France it is, but why and where?

Once we returned from Florida, right after Thanksgiving 2014, knowing that we were going to move somewhere we started looking for ideal places to retire. The website of US News & World Report offers quite a few options if you’re searching for sunniest places, historic places, or even wine lovers places, to list a few. One of the ideas mentioned online was where to retire on Social Security alone which averages a bit over $1200 per person a month according to the Social Security Administration. In that top-10 list were several northern US cities that we had already eliminated in our desire to avoid the snow. Delving deeper into that same website we discovered an article about the “other” south of France, meaning the Languedoc-Roussillon region which is further around the Mediterranean Sea towards Spain than the more well-known Cote d’Azur that includes Nice and Cannes. The paragraph that really piqued our interest said that in the city of Carcassonne a couple could expect to spend about 1000 euro (there’s that magic $1200 price) per month on all living expenses including rent, utilities, food, and insurance with money left over for entertainment and dining out.

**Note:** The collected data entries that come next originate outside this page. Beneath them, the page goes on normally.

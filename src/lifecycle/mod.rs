//! Lifecycle management subsystem.
//!
//! # Data Flow
//! ```text
//! Startup (startup.rs):
//!     Load config → Logging → Telemetry → Bind listener → Serve
//!
//! Signals (signals.rs):
//!     SIGTERM/SIGINT → Trigger graceful shutdown
//!
//! Shutdown (coordinator.rs, shutdown.rs):
//!     Trigger token → Stop accept → Drain (deadline) → Force-close → Telemetry teardown
//! ```
//!
//! # Design Decisions
//! - Ordered startup: config first, then observability, then listeners
//! - Shutdown has a deadline: leftovers are force-closed and reported

pub mod coordinator;
pub mod shutdown;
pub mod signals;
pub mod startup;

pub use coordinator::{Coordinator, LifecycleError, LifecycleState};
pub use shutdown::{Shutdown, ShutdownSignal};
pub use signals::{await_termination, TerminationSignal};
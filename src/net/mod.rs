//! Network layer subsystem.
//!
//! # Data Flow
//! ```text
//! Incoming TCP connection
//!     → listener.rs (accept loop, per-connection error recovery)
//!     → connection.rs (lifecycle tracking, HTTP/1.1 + HTTP/2 serving)
//!     → Hand off to the HTTP router
//! ```
//!
//! # Design Decisions
//! - Each connection tracked for graceful shutdown
//! - The transport peer rides on every request as `ConnectInfo`

pub mod connection;
pub mod listener;

pub use connection::{ConnectionGuard, ConnectionId, ConnectionTracker};
pub use listener::{Listener, ListenerError};
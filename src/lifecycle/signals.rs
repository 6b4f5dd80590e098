//! OS signal handling.
//!
//! # Responsibilities
//! - Listen for SIGINT and SIGTERM
//! - Report which one arrived so it can be logged
//!
//! # Design Decisions
//! - Uses Tokio's signal handling (async-safe)
//! - A handler that fails to install is logged; the other one still works

use std::fmt;

/// Termination signals the service reacts to.
#[derive(Debug, Clone, Copy, PartialEq, Eq)]
pub enum TerminationSignal {
    Interrupt,
    Terminate,
}

impl TerminationSignal {
    pub fn as_str(&self) -> &'static str {
        match self {
            Self::Interrupt => "interrupt",
            Self::Terminate => "terminated",
        }
    }
}

impl fmt::Display for TerminationSignal {
    fn fmt(&self, f: &mut fmt::Formatter<'_>) -> fmt::Result {
        f.write_str(self.as_str())
    }
}

/// Block until SIGINT or SIGTERM arrives.
pub async fn await_termination() -> TerminationSignal {
    let interrupt = async {
        if let Err(e) = tokio::signal::ctrl_c().await {
            tracing::error!(err = %e, "Failed to listen for SIGINT");
            std::future::pending::<()>().await;
        }
    };

    #[cfg(unix)]
    let terminate = async {
        use tokio::signal::unix::{signal, SignalKind};
        match signal(SignalKind::terminate()) {
            Ok(mut sigterm) => {
                sigterm.recv().await;
            }
            Err(e) => {
                tracing::error!(err = %e, "Failed to listen for SIGTERM");
                std::future::pending::<()>().await;
            }
        }
    };

    #[cfg(not(unix))]
    let terminate = std::future::pending::<()>();

    tokio::select! {
        _ = interrupt => TerminationSignal::Interrupt,
        _ = terminate => TerminationSignal::Terminate,
    }
}
//! Request pipeline.
//!
//! # Stage Order
//! ```text
//! recovery          (catch panics, log them with the request's fields, answer 500)
//!     → trust_proxy     (rewrite origin behind trusted proxies)
//!     → trace_context   (span context from the telemetry collaborator)
//!     → request_context (identity, request span, counting bodies)
//!     → handler
//!     ← completion record when the response body ends
//! ```

pub mod recovery;
pub mod request_context;
pub mod trace_context;
pub mod trust_proxy;

use std::sync::Arc;

use axum::middleware::{from_fn, from_fn_with_state};
use axum::Router;

use crate::observability::Telemetry;
use crate::security::TrustResolver;

pub use recovery::{install_panic_hook, ContextSlot};

/// State shared by every pipeline stage.
#[derive(Clone)]
pub struct PipelineState {
    pub resolver: Arc<TrustResolver>,
    pub telemetry: Arc<dyn Telemetry>,
    pub max_request_bytes: u64,
}

/// Wraps a router in the request pipeline.
#[derive(Clone)]
pub struct Pipeline {
    state: PipelineState,
}

impl Pipeline {
    pub fn new(resolver: TrustResolver, telemetry: Arc<dyn Telemetry>, max_request_bytes: u64) -> Self {
        install_panic_hook();
        Self {
            state: PipelineState {
                resolver: Arc::new(resolver),
                telemetry,
                max_request_bytes,
            },
        }
    }

    /// Apply every stage to `router`. Layers added last run first.
    pub fn layer(&self, router: Router) -> Router {
        router
            .layer(from_fn_with_state(
                self.state.clone(),
                request_context::request_context_middleware,
            ))
            .layer(from_fn_with_state(
                self.state.clone(),
                trace_context::trace_context_middleware,
            ))
            .layer(from_fn_with_state(
                self.state.clone(),
                trust_proxy::trust_proxy_middleware,
            ))
            .layer(from_fn(recovery::recovery_middleware))
    }
}
//! Per-request identity and context.
//!
//! # Responsibilities
//! - Reuse or generate the request ID (UUID)
//! - Carry the trace ID of the active trace context
//! - Expose the request-scoped context (identity, span) to handlers as a
//!   typed extractor
//!
//! # Design Decisions
//! - A valid inbound ID is echoed as sent; a malformed one is replaced,
//!   never rejected
//! - The request span is the request-scoped logger: every event emitted
//!   under it carries `reqId` and `traceId`

use axum::extract::FromRequestParts;
use axum::http::request::Parts;
use axum::http::{HeaderMap, HeaderName, StatusCode};
use opentelemetry::trace::TraceId;
use tracing::Span;
use uuid::Uuid;

/// Inbound request ID header.
pub const X_REQUEST_ID: HeaderName = HeaderName::from_static("x-request-id");

/// Correlation identifiers of one request.
#[derive(Debug, Clone, PartialEq, Eq)]
pub struct RequestIdentity {
    /// The inbound UUID as sent, or a fresh hyphenated lower-case one.
    pub request_id: String,
    /// Hex trace ID, empty when no trace is active.
    pub trace_id: String,
}

impl RequestIdentity {
    /// Build the identity from inbound headers and the active trace id.
    pub fn build(headers: &HeaderMap, trace_id: Option<TraceId>) -> Self {
        let request_id = headers
            .get(&X_REQUEST_ID)
            .and_then(|v| v.to_str().ok())
            .map(str::trim)
            .filter(|v| Uuid::parse_str(v).is_ok())
            .map(str::to_string)
            .unwrap_or_else(|| Uuid::new_v4().to_string());
        let trace_id = trace_id.map(|id| id.to_string()).unwrap_or_default();

        Self {
            request_id,
            trace_id,
        }
    }
}

/// Perceived origin of a request after trust resolution.
#[derive(Debug, Clone, PartialEq, Eq)]
pub struct Origin {
    /// Client address: forwarded client IP for trusted proxies, else the
    /// transport peer (`ip:port`).
    pub client_addr: String,
    /// Effective host, if known.
    pub host: Option<String>,
    /// Effective scheme, if known.
    pub scheme: Option<String>,
}

/// Request-scoped context handed to every stage after the context builder.
#[derive(Debug, Clone)]
pub struct RequestContext {
    pub identity: RequestIdentity,
    span: Span,
}

impl RequestContext {
    pub fn new(identity: RequestIdentity, span: Span) -> Self {
        Self { identity, span }
    }

    /// The request span; events emitted inside it carry the request's identity.
    pub fn span(&self) -> &Span {
        &self.span
    }
}

impl<S> FromRequestParts<S> for RequestContext
where
    S: Send + Sync,
{
    type Rejection = (StatusCode, &'static str);

    async fn from_request_parts(parts: &mut Parts, _state: &S) -> Result<Self, Self::Rejection> {
        parts.extensions.get::<RequestContext>().cloned().ok_or((
            StatusCode::INTERNAL_SERVER_ERROR,
            "request context missing",
        ))
    }
}

impl<S> FromRequestParts<S> for Origin
where
    S: Send + Sync,
{
    type Rejection = (StatusCode, &'static str);

    async fn from_request_parts(parts: &mut Parts, _state: &S) -> Result<Self, Self::Rejection> {
        parts
            .extensions
            .get::<Origin>()
            .cloned()
            .ok_or((StatusCode::INTERNAL_SERVER_ERROR, "request origin missing"))
    }
}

We emailed our French friends who live in the northern part of the country near Germany to see if they knew anyone who lived in that part of France that we were considering and they put us in touch with their friend who grew up in Perpignan, not far north of the Spanish border. As someone very proud of his homeland, he gave us the names of many towns and cities to investigate. The criteria we used to investigate possible retirement spots in the US worked equally well for France. Without a car, public transportation would be vital, including a mainline train station for all of the travel in Europe we were planning. Being able to walk to the market, grocery store, shops, train station, restaurants, to name a few were all requirements. Having water nearby would be ideal. At first we thought we wanted to live in a village for that quintessential sense of community experience while living in a centuries-old stone cottage next to a babbling brook. All of that is indeed possible, even today, but without a car the isolation would become intolerable.  As we checked off the items on our must-have list such as walkable, train station, markets, water access, historic, and things to do, the obvious choice became clear: Carcassonne.